**Directions for this task:** Starting at the line that holds "assert!(error.as_failure().is_none());", transcribe every line to the end of the data exactly; include no other lines.

Records drawn from a dataset
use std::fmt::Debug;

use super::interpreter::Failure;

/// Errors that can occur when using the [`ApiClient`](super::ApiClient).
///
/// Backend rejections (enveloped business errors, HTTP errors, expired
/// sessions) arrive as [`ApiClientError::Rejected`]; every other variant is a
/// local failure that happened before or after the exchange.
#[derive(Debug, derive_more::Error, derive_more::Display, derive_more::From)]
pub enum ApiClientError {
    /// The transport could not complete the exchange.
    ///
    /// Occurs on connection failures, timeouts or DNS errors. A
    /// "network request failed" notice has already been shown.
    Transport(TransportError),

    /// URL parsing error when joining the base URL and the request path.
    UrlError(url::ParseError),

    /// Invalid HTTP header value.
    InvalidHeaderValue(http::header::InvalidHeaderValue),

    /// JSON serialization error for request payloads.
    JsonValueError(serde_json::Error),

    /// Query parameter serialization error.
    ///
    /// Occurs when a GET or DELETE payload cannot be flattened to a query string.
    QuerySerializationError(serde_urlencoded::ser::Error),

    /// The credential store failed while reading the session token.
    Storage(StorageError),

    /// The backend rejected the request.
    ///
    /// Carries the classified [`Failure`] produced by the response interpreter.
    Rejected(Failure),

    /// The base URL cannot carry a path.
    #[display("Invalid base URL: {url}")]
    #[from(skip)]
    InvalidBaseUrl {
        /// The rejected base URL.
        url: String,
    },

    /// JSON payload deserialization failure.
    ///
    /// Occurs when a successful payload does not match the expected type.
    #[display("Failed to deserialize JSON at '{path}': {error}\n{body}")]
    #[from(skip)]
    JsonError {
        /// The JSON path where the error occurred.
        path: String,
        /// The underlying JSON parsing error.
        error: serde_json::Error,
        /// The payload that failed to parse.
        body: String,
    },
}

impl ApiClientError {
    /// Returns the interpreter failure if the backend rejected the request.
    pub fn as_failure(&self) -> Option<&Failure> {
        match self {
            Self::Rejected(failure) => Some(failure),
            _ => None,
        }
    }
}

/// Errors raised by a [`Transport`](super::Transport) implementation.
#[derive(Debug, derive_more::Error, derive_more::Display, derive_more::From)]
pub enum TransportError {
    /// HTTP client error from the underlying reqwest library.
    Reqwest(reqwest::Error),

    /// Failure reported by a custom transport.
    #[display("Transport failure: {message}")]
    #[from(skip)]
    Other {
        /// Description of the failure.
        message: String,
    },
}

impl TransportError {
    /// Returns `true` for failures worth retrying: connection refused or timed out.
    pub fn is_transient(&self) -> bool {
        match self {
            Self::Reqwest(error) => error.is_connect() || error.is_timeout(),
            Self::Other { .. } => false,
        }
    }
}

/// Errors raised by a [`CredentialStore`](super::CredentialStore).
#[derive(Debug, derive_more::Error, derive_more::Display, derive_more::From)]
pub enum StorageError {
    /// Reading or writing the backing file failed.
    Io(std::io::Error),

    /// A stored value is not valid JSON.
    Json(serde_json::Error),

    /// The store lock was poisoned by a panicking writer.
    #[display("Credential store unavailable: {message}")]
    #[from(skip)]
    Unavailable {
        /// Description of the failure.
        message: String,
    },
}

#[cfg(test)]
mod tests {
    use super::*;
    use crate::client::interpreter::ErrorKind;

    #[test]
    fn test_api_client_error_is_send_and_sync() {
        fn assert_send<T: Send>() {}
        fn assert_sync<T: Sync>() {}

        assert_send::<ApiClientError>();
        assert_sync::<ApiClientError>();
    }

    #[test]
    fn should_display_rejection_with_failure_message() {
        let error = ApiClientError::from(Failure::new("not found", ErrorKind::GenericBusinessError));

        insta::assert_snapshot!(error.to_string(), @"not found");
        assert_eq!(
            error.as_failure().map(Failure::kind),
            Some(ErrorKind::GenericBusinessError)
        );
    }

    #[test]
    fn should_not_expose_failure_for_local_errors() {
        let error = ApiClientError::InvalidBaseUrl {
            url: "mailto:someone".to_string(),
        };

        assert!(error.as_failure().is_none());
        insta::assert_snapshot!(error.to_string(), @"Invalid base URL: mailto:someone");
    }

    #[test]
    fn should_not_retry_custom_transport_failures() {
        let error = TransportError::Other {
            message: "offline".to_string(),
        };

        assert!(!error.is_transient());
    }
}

**Task response:**
        assert!(error.as_failure().is_none());
        insta::assert_snapshot!(error.to_string(), @"Invalid base URL: mailto:someone");
    }

    #[test]
    fn should_not_retry_custom_transport_failures() {
        let error = TransportError::Other {
            message: "offline".to_string(),
        };

        assert!(!error.is_transient());
    }
}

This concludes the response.